Assessment of Next-Generation Sequence Assembly

El-Metwally, Sara; Ouda, Osama M.; Helmy, Mohamed

doi:10.1007/978-1-4939-0715-1_10

Sara El-Metwally⁴,
Osama M. Ouda^4,5 &
Mohamed Helmy^6,7

Part of the book series: SpringerBriefs in Systems Biology ((BRIEFSBIOSYS,volume 7))

3349 Accesses
2 Citations
2 Altmetric

Abstract

Although there are different measures to evaluate assembler performance and assembly quality, developing assessment tools that incorporate present measures and defining new ones for the various assembly types (genomic, transcriptomic, and metagenomic) still remain a major challenge in the next-generation environment. In this chapter, we will introduce different approaches for assembly assessment as well as discuss upcoming assembly evaluation studies/tools.

Access provided by Autonomous University of Puebla. Download chapter PDF

Keywords

These keywords were added by machine and not by the authors. This process is experimental and the keywords may be updated as the learning algorithm improves.
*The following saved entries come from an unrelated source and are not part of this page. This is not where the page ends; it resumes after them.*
//! Chart kinds and panel assembly
//!
//! Panels are selected by [`ChartKind`], never by their display title.

use crate::crosstab::{cross_tab_average, Axis, AxisFilter, CrossTab};
use crate::distribution::{categorical_distribution, Distribution, DEFAULT_THRESHOLD};
use crate::flow::{flow_graph, FlowGraph};
use crate::series::{grouped_sum, time_series, SeriesData};
use crate::theme::Theme;
use dash_records::{Measure, Record, RecordField};
use serde::{Deserialize, Serialize};

/// How a renderer draws an aggregation
#[derive(Debug, Clone, Copy, PartialEq, Eq, Hash, Serialize, Deserialize)]
#[serde(rename_all = "snake_case")]
pub enum RenderKind {
    /// Line chart
    Line,
    /// Bar chart
    Bar,
    /// Pie chart
    Pie,
    /// Heatmap
    Heatmap,
    /// Sankey diagram
    Sankey,
}

/// The dashboard's chart panels
#[derive(Debug, Clone, Copy, PartialEq, Eq, Hash, Serialize, Deserialize)]
#[serde(rename_all = "snake_case")]
pub enum ChartKind {
    /// Summed intensity per end year
    IntensityOverYears,
    /// Summed likelihood per region
    LikelihoodByRegion,
    /// Summed relevance per country
    RelevanceByCountry,
    /// Record count per topic
    TopicDistribution,
    /// Mean intensity per region and year
    IntensityHeatmap,
    /// Topic → sector → region co-occurrence
    TopicSectorRegionFlow,
}

impl ChartKind {
    /// All panels in dashboard order
    pub const ALL: [ChartKind; 6] = [
        ChartKind::IntensityOverYears,
        ChartKind::LikelihoodByRegion,
        ChartKind::RelevanceByCountry,
        ChartKind::TopicDistribution,
        ChartKind::IntensityHeatmap,
        ChartKind::TopicSectorRegionFlow,
    ];

    /// Display title
    #[must_use]
    pub const fn title(self) -> &'static str {
        match self {
            Self::IntensityOverYears => "Intensity Over Years",
            Self::LikelihoodByRegion => "Likelihood by Region",
            Self::RelevanceByCountry => "Relevance by Country",
            Self::TopicDistribution => "Topic Distribution",
            Self::IntensityHeatmap => "Intensity Heatmap (Regions vs Years)",
            Self::TopicSectorRegionFlow => "Topic-Sector-Region Flow",
        }
    }

    /// Renderer used for this panel
    #[must_use]
    pub const fn render_kind(self) -> RenderKind {
        match self {
            Self::IntensityOverYears => RenderKind::Line,
            Self::LikelihoodByRegion | Self::RelevanceByCountry => RenderKind::Bar,
            Self::TopicDistribution => RenderKind::Pie,
            Self::IntensityHeatmap => RenderKind::Heatmap,
            Self::TopicSectorRegionFlow => RenderKind::Sankey,
        }
    }

    /// Compute this panel's aggregation
    #[must_use]
    pub fn aggregate(self, records: &[Record], settings: &ChartSettings) -> Aggregation {
        match self {
            Self::IntensityOverYears => Aggregation::Series(time_series(
                records,
                RecordField::EndYear,
                Measure::Intensity,
            )),
            Self::LikelihoodByRegion => Aggregation::Series(grouped_sum(
                records,
                RecordField::Region,
                Measure::Likelihood,
            )),
            Self::RelevanceByCountry => Aggregation::Series(grouped_sum(
                records,
                RecordField::Country,
                Measure::Relevance,
            )),
            Self::TopicDistribution => Aggregation::Distribution(categorical_distribution(
                records,
                RecordField::Topic,
                settings.distribution_threshold,
            )),
            Self::IntensityHeatmap => {
                let rows = Axis::new(RecordField::Region);
                let cols = Axis::new(RecordField::EndYear)
                    .with_filter(AxisFilter::YearRange {
                        min: settings.heatmap_min_year,
                        max: settings.heatmap_max_year,
                    })
                    .ascending();
                Aggregation::CrossTab(cross_tab_average(records, &rows, &cols, Measure::Intensity))
            }
            Self::TopicSectorRegionFlow => Aggregation::Flow(flow_graph(
                records,
                RecordField::Topic,
                RecordField::Sector,
                RecordField::Region,
            )),
        }
    }
}

/// Tunables shared by the panel aggregations
#[derive(Debug, Clone, Copy, PartialEq, Serialize, Deserialize)]
pub struct ChartSettings {
    /// Share of records below which a topic folds into "Other"
    pub distribution_threshold: f64,
    /// First year on the heatmap
    pub heatmap_min_year: i32,
    /// Last year on the heatmap
    pub heatmap_max_year: i32,
}

impl Default for ChartSettings {
    fn default() -> Self {
        Self {
            distribution_threshold: DEFAULT_THRESHOLD,
            heatmap_min_year: 2000,
            heatmap_max_year: 2100,
        }
    }
}

/// Chart-ready result of one panel
#[derive(Debug, Clone, PartialEq, Serialize)]
#[serde(tag = "shape", rename_all = "snake_case")]
pub enum Aggregation {
    /// Labels and values (line, bar)
    Series(SeriesData),
    /// Pie slices
    Distribution(Distribution),
    /// Heatmap matrix
    CrossTab(CrossTab),
    /// Sankey nodes and edges
    Flow(FlowGraph),
}

impl Aggregation {
    /// Whether the renderer should draw a chart rather than a placeholder
    #[must_use]
    pub fn is_valid(&self) -> bool {
        match self {
            Self::Series(s) => s.is_valid(),
            Self::Distribution(d) => d.is_valid(),
            Self::CrossTab(t) => t.is_valid(),
            Self::Flow(f) => f.is_valid(),
        }
    }

    /// Series data, if this is a series
    #[must_use]
    pub fn as_series(&self) -> Option<&SeriesData> {
        match self {
            Self::Series(s) => Some(s),
            _ => None,
        }
    }

    /// Distribution, if this is a distribution
    #[must_use]
    pub fn as_distribution(&self) -> Option<&Distribution> {
        match self {
            Self::Distribution(d) => Some(d),
            _ => None,
        }
    }

    /// Cross-tab, if this is a cross-tab
    #[must_use]
    pub fn as_cross_tab(&self) -> Option<&CrossTab> {
        match self {
            Self::CrossTab(t) => Some(t),
            _ => None,
        }
    }

    /// Flow graph, if this is a flow
    #[must_use]
    pub fn as_flow(&self) -> Option<&FlowGraph> {
        match self {
            Self::Flow(f) => Some(f),
            _ => None,
        }
    }
}

/// Everything a renderer needs to draw one panel
#[derive(Debug, Clone, PartialEq, Serialize)]
pub struct ChartPanel {
    /// Panel identity
    pub kind: ChartKind,
    /// Display title
    pub title: &'static str,
    /// Renderer to use
    pub render: RenderKind,
    /// Colors/fonts only
    pub theme: Theme,
    /// Data to draw
    pub aggregation: Aggregation,
}

impl ChartPanel {
    /// Aggregate `records` for `kind`
    #[must_use]
    pub fn build(kind: ChartKind, records: &[Record], settings: &ChartSettings, theme: Theme) -> Self {
        Self {
            kind,
            title: kind.title(),
            render: kind.render_kind(),
            theme,
            aggregation: kind.aggregate(records, settings),
        }
    }

    /// Whether to draw a chart (otherwise "No Data Available")
    #[inline]
    #[must_use]
    pub fn has_data(&self) -> bool {
        self.aggregation.is_valid()
    }
}

/// Build every dashboard panel from one record snapshot
#[must_use]
pub fn build_panels(records: &[Record], settings: &ChartSettings, theme: Theme) -> Vec<ChartPanel> {
    ChartKind::ALL
        .iter()
        .map(|kind| ChartPanel::build(*kind, records, settings, theme))
        .collect()
}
1 Introduction to Assembly Assessment

The assessment of the assembly process is mainly performed from two perspectives. The first perspective is assembly quality, which evaluates the contiguity, consistency, and accuracy of the assembled genomes using different approaches [1–4]. The second perspective is the performance and usability of the assembler, which includes numerous issues such as hardware and software requirements, ease of installation and execution, user-friendly interfaces, run time per analysis, required memory per 1 GB of data, and the speed of responsiveness to user commands [5–8].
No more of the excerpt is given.